California Supreme Court Cases
In two rulings issued in 2005, the California Supreme Court interpreted the U.S. Supreme Court guidance from State Farm Mutual Automobile Insurance vs. Campbell, 538 U.S. 408 on punitive damages.
The two holdings stand for the proposition that:
1. Courts could consider the defendant’s conduct towards people other than the plaintiff, so long as the conduct was similar. However, the Supreme Court rejected the belief that punitive damages should include a disgorgement of all profits from similar misconduct directed towards others. (Johnson v.

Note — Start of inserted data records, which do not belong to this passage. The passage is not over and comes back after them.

//! warc-framer CLI

use std::collections::BTreeMap;
use std::path::{Path, PathBuf};
use std::process;

use anyhow::{Context, Result};
use tracing_subscriber::EnvFilter;

use warc_framer::reader::{is_gzipped, WarcRecords};
use warc_framer::{Config, WarcParser};

fn main() {
    tracing_subscriber::fmt()
        .with_env_filter(
            EnvFilter::try_from_default_env().unwrap_or_else(|_| EnvFilter::new("info")),
        )
        .with_writer(std::io::stderr)
        .init();

    let args: Vec<String> = std::env::args().collect();

    if args.len() < 3 {
        eprintln!("warc-framer v{}", env!("CARGO_PKG_VERSION"));
        eprintln!();
        eprintln!("Usage: warc-framer <command> <file> [--config <path>]");
        eprintln!();
        eprintln!("Commands:");
        eprintln!("  dump      Print one line per record");
        eprintln!("  stats     Show record counts per type");
        eprintln!("  info      Show whether the file is gzip-compressed");
        process::exit(1);
    }

    let command = &args[1];
    let file = PathBuf::from(&args[2]);

    let result = load_config(&args[3..]).and_then(|config| match command.as_str() {
        "dump" => dump(&file, &config),
        "stats" => show_stats(&file, &config),
        "info" => show_info(&file),
        _ => {
            eprintln!("Unknown command: {command}");
            eprintln!("Run 'warc-framer' for usage information.");
            process::exit(1);
        }
    });

    if let Err(e) = result {
        eprintln!("Error: {e:#}");
        process::exit(1);
    }
}

fn load_config(options: &[String]) -> Result<Config> {
    match options {
        [] => Ok(Config::default()),
        [flag, path] if flag == "--config" => Config::from_file(Path::new(path))
            .with_context(|| format!("loading config from {path}")),
        _ => anyhow::bail!("unexpected arguments: {}", options.join(" ")),
    }
}

fn records(file: &Path, config: &Config) -> Result<WarcRecords<warc_framer::reader::Source>> {
    WarcParser::from_config(Some(file.to_path_buf()), &config.reader)
        .records()
        .with_context(|| format!("opening {}", file.display()))
}

fn dump(file: &Path, config: &Config) -> Result<()> {
    for record in records(file, config)? {
        let record = record.with_context(|| format!("reading {}", file.display()))?;
        let record_type = record
            .record_type()
            .map_or_else(|| "-".to_string(), |t| t.to_string());
        println!(
            "{:>10}  {:<10} {} {} {}",
            record.stream_pos(),
            record_type,
            record.record_id().unwrap_or("-"),
            record.target_uri().unwrap_or("-"),
            record.content().len()
        );
    }
    Ok(())
}

fn show_stats(file: &Path, config: &Config) -> Result<()> {
    let mut counts: BTreeMap<String, u64> = BTreeMap::new();
    let mut total_records = 0u64;
    let mut total_bytes = 0u64;

    for record in records(file, config)? {
        let record = record.with_context(|| format!("reading {}", file.display()))?;
        let record_type = record
            .record_type()
            .map_or_else(|| "(none)".to_string(), |t| t.to_string());
        *counts.entry(record_type).or_default() += 1;
        total_records += 1;
        total_bytes += record.content().len() as u64;
    }

    println!("WARC file: {}", file.display());
    println!();
    for (record_type, count) in &counts {
        println!("  {record_type:<12} {count}");
    }
    println!();
    println!("Records:       {total_records}");
    println!("Content bytes: {total_bytes}");
    Ok(())
}

fn show_info(file: &Path) -> Result<()> {
    let gzipped = is_gzipped(file).with_context(|| format!("inspecting {}", file.display()))?;
    println!("WARC file: {}", file.display());
    println!("Compressed: {}", if gzipped { "gzip" } else { "no" });
    Ok(())
}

Ford Motor Co.,35 Cal.4th 1191, 113 P.3d 82, Cal.,2005.;
2. In calculating the proper ratio between punitive and compensatory damages, Courts could consider “uncompensated” or “potential” harm to the plaintiff (in addition to compensated harm) but only if the uncompensated harm was caused by the defendant’s actionable conduct. (Simon v. San Paolo U.S. Holding Co., Inc., 2005 WL 2981973 (Cal.App. 2 Dist. Nov 08, 2005) (NO. B121917), unpublished / non-citable (Nov 08, 2005), rehearing denied (Dec 01, 2005), review denied (Jan 25, 2006)
The most important point to be taken from these cases is that a defendant often does the action that hurts you; it increases the chances of you receiving punitive damages. For example, if a trucking company repeatedly sends all of its drivers across country with no sleep-break; it would increase the likelihood of punitive damages.